Your Excellency Volkan Bozkir, President of the General Assembly,

President Sirleaf, the Right Honourable Helen Clark,

Excellencies, colleagues and friends,

Good afternoon, and thank you for the opportunity of joining you for this very important briefing.

The Director-General, Dr Tedros, sends his apologies that he cannot be here, and I have the honour of delivering these remarks on his behalf.

First of all, I would like to thank President Sirleaf and the Right Honourable Helen Clark for their leadership as co-chairs of the Independent Panel for Pandemic Preparedness and Response, and for the work of the panel members and the secretariat.

As President Sirleaf said, the Panel’s report was presented to the World Health Assembly in May, and WHO’s Member States are considering it carefully.

The COVID-19 pandemic has revealed two critical areas in which the world needs to do far more to bolster global health security: strengthening and sharing.

Pandemics start and end in communities. All our work to prevent future pandemics must start locally, by strengthening public health surveillance and systems that can detect and contain diseases at source, stronger primary health care systems that can save lives, and bolstering community engagement and participation through stronger social safety nets.
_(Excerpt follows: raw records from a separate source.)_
//! Error categorization.

use super::types::RequestFailureKind;

/// Categorizes a `reqwest::Error` into a `RequestFailureKind`.
///
/// Order matters: a redirect-limit overflow is also a request error, and a
/// connect timeout is also a connect error; the more specific kind wins.
pub fn categorize_reqwest_error(error: &reqwest::Error) -> RequestFailureKind {
    if error.is_builder() {
        RequestFailureKind::Builder
    } else if error.is_redirect() {
        RequestFailureKind::Redirect
    } else if error.is_status() {
        RequestFailureKind::Status
    } else if error.is_timeout() {
        RequestFailureKind::Timeout
    } else if error.is_connect() {
        RequestFailureKind::Connect
    } else if error.is_request() {
        RequestFailureKind::Request
    } else if error.is_body() {
        RequestFailureKind::Body
    } else if error.is_decode() {
        RequestFailureKind::Decode
    } else {
        RequestFailureKind::Other
    }
}

#[cfg(test)]
mod tests {
    use super::*;
    use std::time::Duration;

    #[tokio::test]
    async fn test_categorize_builder_error() {
        let client = reqwest::Client::new();
        let error = client
            .get("not a url")
            .send()
            .await
            .expect_err("relative URL must not build");
        assert_eq!(categorize_reqwest_error(&error), RequestFailureKind::Builder);
    }

    #[tokio::test]
    async fn test_categorize_connect_error() {
        // Port 9 on localhost is almost never listening
        let client = reqwest::Client::builder()
            .timeout(Duration::from_secs(2))
            .build()
            .unwrap();
        let error = client
            .get("http://127.0.0.1:9/")
            .send()
            .await
            .expect_err("nothing listens on the discard port");
        let kind = categorize_reqwest_error(&error);
        assert!(
            matches!(kind, RequestFailureKind::Connect | RequestFailureKind::Timeout),
            "unexpected kind {kind}"
        );
    }

    #[test]
    fn test_failure_kind_display() {
        assert_eq!(RequestFailureKind::Timeout.to_string(), "timeout");
        assert_eq!(RequestFailureKind::Redirect.to_string(), "redirect");
    }
}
That must be our first priority.

All Member States must continue to strengthen the national core capacities called for under the International Health Regulations, so that they are functional and scalable when a pandemic occurs.

But we also need to strengthen preparedness and response capacities at the global level: the systems, mechanisms, tools and networks that must be put in place to help prevent, detect and respond rapidly to future pandemics.
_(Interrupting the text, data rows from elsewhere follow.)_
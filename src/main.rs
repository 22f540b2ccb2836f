//! Main application entry point (server binary).
//!
//! This is a thin wrapper around the `domain_check` library that handles:
//! - Command-line and environment parsing
//! - Environment variable loading (.env file)
//! - Logger initialization
//!
//! All request handling is implemented in the library crate.

use anyhow::{Context, Result};
use clap::Parser;
use std::process;

use domain_check::initialization::{init_crypto_provider, init_logger_with};
use domain_check::{run_server, Config, Opt};

#[tokio::main]
async fn main() -> Result<()> {
    // Load environment variables from .env file (if it exists), falling back
    // to a .env next to the executable
    if dotenvy::dotenv().is_err() {
        if let Ok(exe_path) = std::env::current_exe() {
            if let Some(exe_dir) = exe_path.parent() {
                let env_path = exe_dir.join(".env");
                if env_path.exists() {
                    let _ = dotenvy::from_path(&env_path);
                }
            }
        }
    }

    let config: Config = Opt::parse().into();

    init_logger_with(config.log_level.into(), config.log_format)
        .context("Failed to initialize logger")?;

    // Initialize crypto provider for TLS operations
    init_crypto_provider();

    log::info!(
        "Starting domain_check {} (redirect strategy: {})",
        env!("CARGO_PKG_VERSION"),
        config.redirect_strategy
    );

    if let Err(e) = run_server(config).await {
        eprintln!("domain_check error: {:#}", e);
        process::exit(1);
    }
    Ok(())
}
All of this requires sustainable and predictable financing, including from domestic budgets.

As Helen said, the best way to do this is through existing financial institutions, including the International Monetary Fund, the World Bank and the regional development banks, rather than creating a new institution.

Strengthening global health security also requires improvements in governance and oversight, including by strengthening WHO’s coordinating role at the centre of the global health architecture.

With 194 Member States and 152 country offices, WHO has a unique global mandate, unique global reach and unique global legitimacy.

Of course, many Member States rely on WHO’s technical, standard-setting work. But WHO also plays a vital role in supporting the provision of health services and supplies in many settings where humanitarian partners don’t have a presence, or which they are unable to access.

In the early stages of the pandemic, WHO and our partners established the COVID-19 Supply Chain system, which was a vital source of standards, specification, quality, coordinated procurement and collective distribution and delivery of PPE, tests and other essential supplies on the basis of need for many Member States.

This is an important coordinating role which we believe WHO should continue to play, with others, ensuring that the right medical commodities get to the right place at the right time and can be used safely and effectively in the front line. This is not just a logistics function: it’s an end-to-end challenge to ensure the quantity, quality, fair distribution and effective use of essential supplies.

So we welcome the Independent Panel’s recommendation for a strengthened, empowered and financially independent WHO.

We agree that strengthening global health security requires the engagement of heads of state and government, which the proposed Health Threats Council is designed to achieve.

When Ellen and Helen presented their report to the Director-General earlier this year, he proposed that the composition of the Health Threats Council should mirror the composition of WHO’s Executive Board.

In this way, the mandate of the Health Threats Council would be linked to and aligned with the mandate of WHO, rather than creating a parallel structure, which could lead to further fragmentation of the global health architecture.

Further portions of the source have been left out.